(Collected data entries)
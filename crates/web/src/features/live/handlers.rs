use axum::{
    Json,
    extract::{Path, State},
    http::StatusCode,
    response::{IntoResponse, Response},
};
use storage::{
    Database,
    dto::participant::{ActiveParticipantId, ParticipantResponse},
};

use crate::error::WebError;

use super::services;

#[utoipa::path(
    get,
    path = "/api/live/active",
    responses(
        (status = 200, description = "Active participant, or null when none is active", body = ParticipantResponse)
    ),
    tag = "live"
)]
pub async fn get_active(State(db): State<Database>) -> Result<Response, WebError> {
    let participant = services::get_active(db.pool()).await?;

    Ok(Json(participant.map(ParticipantResponse::from)).into_response())
}

/// Lightweight poll for the audience screen, which only reloads when the id changes.
#[utoipa::path(
    get,
    path = "/api/live/active-id",
    responses(
        (status = 200, description = "Id of the active participant", body = ActiveParticipantId)
    ),
    tag = "live"
)]
pub async fn get_active_id(State(db): State<Database>) -> Result<Response, WebError> {
    let participant = services::get_active(db.pool()).await?;

    Ok(Json(ActiveParticipantId {
        id: participant.map(|p| p.participant_id),
    })
    .into_response())
}

#[utoipa::path(
    put,
    path = "/api/live/active/{id}",
    params(
        ("id" = i32, Path, description = "Participant ID")
    ),
    security(
        ("bearer_auth" = [])
    ),
    responses(
        (status = 200, description = "Participant is now the only active one", body = ParticipantResponse),
        (status = 401, description = "Unauthorized"),
        (status = 404, description = "Participant not found, active participant unchanged")
    ),
    tag = "live"
)]
pub async fn set_active(
    State(db): State<Database>,
    Path(id): Path<i32>,
) -> Result<Response, WebError> {
    let participant = services::set_active(db.pool(), id).await?;

    Ok(Json(ParticipantResponse::from(participant)).into_response())
}

#[utoipa::path(
    delete,
    path = "/api/live/active",
    security(
        ("bearer_auth" = [])
    ),
    responses(
        (status = 204, description = "No participant is active anymore"),
        (status = 401, description = "Unauthorized")
    ),
    tag = "live"
)]
pub async fn clear_active(State(db): State<Database>) -> Result<Response, WebError> {
    services::clear_active(db.pool()).await?;

    Ok(StatusCode::NO_CONTENT.into_response())
}
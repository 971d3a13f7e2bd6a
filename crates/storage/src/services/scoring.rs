use rust_decimal::Decimal;

use crate::models::{Participant, Stage};

/// Longest preliminary ride (rounds 1 to 3).
pub fn preliminary_top(participant: &Participant) -> Option<Decimal> {
    best_of([participant.time1, participant.time2, participant.time3])
}

/// Longest intermediate ride (rounds 4 and 5).
pub fn intermediate_top(participant: &Participant) -> Option<Decimal> {
    best_of([participant.time4, participant.time5])
}

pub fn final_top(participant: &Participant) -> Option<Decimal> {
    participant.time6
}

/// Top time of a participant for the given stage.
///
/// The longest ride wins, so the top time is the maximum of the recorded
/// times, not the minimum.
pub fn derive_stage_top(participant: &Participant, stage: Stage) -> Option<Decimal> {
    match stage {
        Stage::Preliminary => preliminary_top(participant),
        Stage::Intermediate => intermediate_top(participant),
        Stage::Final => final_top(participant),
    }
}

fn best_of<const N: usize>(times: [Option<Decimal>; N]) -> Option<Decimal> {
    times.into_iter().flatten().max()
}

• **EXERCISE DESCRIPTION**: The full set of records should be duplicated exactly.

• **WRITTEN SOLUTION**:
filename crates/web/src/features/live/handlers.rs
use axum::{
    Json,
    extract::{Path, State},
    http::StatusCode,
    response::{IntoResponse, Response},
};
use storage::{
    Database,
    dto::participant::{ActiveParticipantId, ParticipantResponse},
};

use crate::error::WebError;

use super::services;

#[utoipa::path(
    get,
    path = "/api/live/active",
    responses(
        (status = 200, description = "Active participant, or null when none is active", body = ParticipantResponse)
    ),
    tag = "live"
)]
pub async fn get_active(State(db): State<Database>) -> Result<Response, WebError> {
    let participant = services::get_active(db.pool()).await?;

    Ok(Json(participant.map(ParticipantResponse::from)).into_response())
}

/// Lightweight poll for the audience screen, which only reloads when the id changes.
#[utoipa::path(
    get,
    path = "/api/live/active-id",
    responses(
        (status = 200, description = "Id of the active participant", body = ActiveParticipantId)
    ),
    tag = "live"
)]
pub async fn get_active_id(State(db): State<Database>) -> Result<Response, WebError> {
    let participant = services::get_active(db.pool()).await?;

    Ok(Json(ActiveParticipantId {
        id: participant.map(|p| p.participant_id),
    })
    .into_response())
}

#[utoipa::path(
    put,
    path = "/api/live/active/{id}",
    params(
        ("id" = i32, Path, description = "Participant ID")
    ),
    security(
        ("bearer_auth" = [])
    ),
    responses(
        (status = 200, description = "Participant is now the only active one", body = ParticipantResponse),
        (status = 401, description = "Unauthorized"),
        (status = 404, description = "Participant not found, active participant unchanged")
    ),
    tag = "live"
)]
pub async fn set_active(
    State(db): State<Database>,
    Path(id): Path<i32>,
) -> Result<Response, WebError> {
    let participant = services::set_active(db.pool(), id).await?;

    Ok(Json(ParticipantResponse::from(participant)).into_response())
}

#[utoipa::path(
    delete,
    path = "/api/live/active",
    security(
        ("bearer_auth" = [])
    ),
    responses(
        (status = 204, description = "No participant is active anymore"),
        (status = 401, description = "Unauthorized")
    ),
    tag = "live"
)]
pub async fn clear_active(State(db): State<Database>) -> Result<Response, WebError> {
    services::clear_active(db.pool()).await?;

    Ok(StatusCode::NO_CONTENT.into_response())
}
repository 971d3a13f7e2bd6a
filename crates/storage/src/services/scoring.rs
use rust_decimal::Decimal;

use crate::models::{Participant, Stage};

/// Longest preliminary ride (rounds 1 to 3).
pub fn preliminary_top(participant: &Participant) -> Option<Decimal> {
    best_of([participant.time1, participant.time2, participant.time3])
}

/// Longest intermediate ride (rounds 4 and 5).
pub fn intermediate_top(participant: &Participant) -> Option<Decimal> {
    best_of([participant.time4, participant.time5])
}

pub fn final_top(participant: &Participant) -> Option<Decimal> {
    participant.time6
}

/// Top time of a participant for the given stage.
///
/// The longest ride wins, so the top time is the maximum of the recorded
/// times, not the minimum.
pub fn derive_stage_top(participant: &Participant, stage: Stage) -> Option<Decimal> {
    match stage {
        Stage::Preliminary => preliminary_top(participant),
        Stage::Intermediate => intermediate_top(participant),
        Stage::Final => final_top(participant),
    }
}

fn best_of<const N: usize>(times: [Option<Decimal>; N]) -> Option<Decimal> {
    times.into_iter().flatten().max()
}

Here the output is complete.